A 2006 congressional investigation determined that CPCs consistently misinform patients that abortion leads to breast cancer, sterility, and suicide—yet many continue to receive federal funding. NARAL Pro-Choice California’s not-actually-pregnant undercover investigators, who visited 45 of the state’s CPCs, were encouraged to submit to an ultrasound at every CPC that had the necessary equipment. Despite seeing no fetus and hearing no fetal heartbeat, none of the CPC representatives encouraged the investigators to seek medical attention.
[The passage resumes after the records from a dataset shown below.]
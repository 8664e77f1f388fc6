#![forbid(unsafe_code)]

mod assign;
mod create;
mod detail;
mod list;
mod status;

pub(crate) use assign::*;
pub(crate) use create::*;
pub(crate) use detail::*;
pub(crate) use list::*;
pub(crate) use status::*;

use crate::server::{ApiResponse, bad_request, internal_error, not_found};
use om_core::notify::NotificationType;
use om_core::status::Priority;
use om_storage::{NewTask, ProjectRow, SqliteStore, StoreError, TaskRow, UserRow};
use serde_json::{Map, Value, json};

pub(crate) fn task_with_assignee_json(
    store: &SqliteStore,
    task: &TaskRow,
) -> Result<Value, ApiResponse> {
    let mut payload = crate::task_json(task);
    let assignee = match &task.assigned_user_id {
        Some(user_id) => store
            .user_lite(user_id)
            .map_err(internal_error)?
            .map(|lite| crate::user_lite_json(&lite))
            .unwrap_or(Value::Null),
        None => Value::Null,
    };
    if let Some(map) = payload.as_object_mut() {
        map.insert("assignee".to_string(), assignee);
    }
    Ok(payload)
}

/// Listing/detail shape: assignee plus a project digest.
pub(crate) fn task_with_project_json(
    store: &SqliteStore,
    task: &TaskRow,
) -> Result<Value, ApiResponse> {
    let mut payload = task_with_assignee_json(store, task)?;
    let project = store.project_by_id(&task.project_id).map_err(internal_error)?;
    let digest = match project {
        Some(project) => json!({
            "id": project.id,
            "title": project.title,
            "status": project.status,
        }),
        None => Value::Null,
    };
    if let Some(map) = payload.as_object_mut() {
        map.insert("project".to_string(), digest);
    }
    Ok(payload)
}

/// Shared task-creation core behind `POST /api/tasks` and
/// `POST /api/projects/{id}/tasks`: validation, the project budget
/// guard, and the assignee notification.
pub(crate) fn create_in_project(
    store: &mut SqliteStore,
    user: &UserRow,
    project: &ProjectRow,
    body: &Map<String, Value>,
) -> Result<TaskRow, ApiResponse> {
    let title = crate::require_string(body, "title", 3, "Le titre doit contenir au moins 3 caractères")?;
    let description = crate::require_string(
        body,
        "description",
        5,
        "La description doit contenir au moins 5 caractères",
    )?;
    let budget = crate::optional_f64(body, "budget").unwrap_or(0.0);
    if budget < 0.0 {
        return Err(bad_request("Le budget doit être positif"));
    }
    let estimated_hours = crate::require_f64(
        body,
        "estimatedHours",
        "Les heures estimées doivent être supérieures à 0",
    )?;
    if estimated_hours < 1.0 {
        return Err(bad_request("Les heures estimées doivent être supérieures à 0"));
    }
    let priority = match body.get("priority").and_then(Value::as_str) {
        Some(value) => match Priority::parse(value) {
            Some(priority) => priority,
            None => return Err(bad_request("Priorité invalide")),
        },
        None => Priority::Moyenne,
    };
    let deadline_ms = crate::optional_date(body, "deadline", "Date limite invalide")?;

    let assigned_user_id = crate::optional_string(body, "assignedUserId");
    if let Some(assignee_id) = &assigned_user_id {
        match store.user_by_id(assignee_id) {
            Ok(Some(_)) => {}
            Ok(None) => return Err(not_found("Utilisateur non trouvé")),
            Err(err) => return Err(internal_error(err)),
        }
    }
    let parent_task_id = crate::optional_string(body, "parentTaskId");
    if let Some(parent_id) = &parent_task_id {
        match store.task_by_id(parent_id) {
            Ok(Some(parent)) if parent.project_id == project.id => {}
            Ok(_) => {
                return Err(bad_request("La tâche parente doit appartenir au même projet"));
            }
            Err(err) => return Err(internal_error(err)),
        }
    }

    let task = match store.create_task(NewTask {
        project_id: project.id.clone(),
        title,
        description,
        budget,
        estimated_hours,
        priority: priority.as_str().to_string(),
        deadline_ms,
        assigned_user_id: assigned_user_id.clone(),
        parent_task_id,
    }) {
        Ok(task) => task,
        Err(StoreError::BudgetExceeded { remaining }) => {
            return Err(crate::server::api_error(
                "400 Bad Request",
                "INVALID_INPUT",
                "Budget insuffisant pour cette tâche",
                Some(&format!(
                    "Budget restant: {} FCFA",
                    crate::format_amount(remaining)
                )),
            ));
        }
        Err(StoreError::UnknownId) => return Err(not_found("Projet non trouvé")),
        Err(err) => return Err(internal_error(err)),
    };

    if let Some(assignee_id) = &assigned_user_id
        && assignee_id != &user.id
    {
        crate::handlers::notify(
            store,
            assignee_id,
            NotificationType::AssignationTache,
            "Nouvelle tâche assignée",
            format!("Vous avez une nouvelle tâche: \"{}\"", task.title),
            Some((&task.id, "task")),
        );
    }
    Ok(task)
}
In one case, the CPC employee pointed at the investigator’s IUD in the ultrasound, telling her that it was her “baby.”

Still, forcing CPCs to give honest medical information—and be clear about their intentions—is a thorny legal battle. California’s new law is bound to be challenged in court on First Amendment grounds; as Meaghan Winter writes, there’s a fair amount of precedent that could topple it:

In 2010 after Baltimore passed a law requiring CPCs to post signs disclosing that they don’t provide abortions or contraception, the Archdiocese of Baltimore sued the city; in 2011 a district court struck down the law, and after several appeals it is still not in effect. Around the same time New York City and Austin, Texas, required CPCs to post signage; Austin’s law was overturned, as were central requirements in New York’s law.

Winter recommends that, rather than try to regulate CPCs’ speech, states should target CPCs for consumer fraud (false advertising), for pushing a religious agenda while using taxpayer funds, and for practicing medicine without a license. Even then, though, each legal barrier has its own workaround, and CPCs have excelled at adapting to new constraints. California’s new law is a noble effort, but its efficacy will depend on the courts.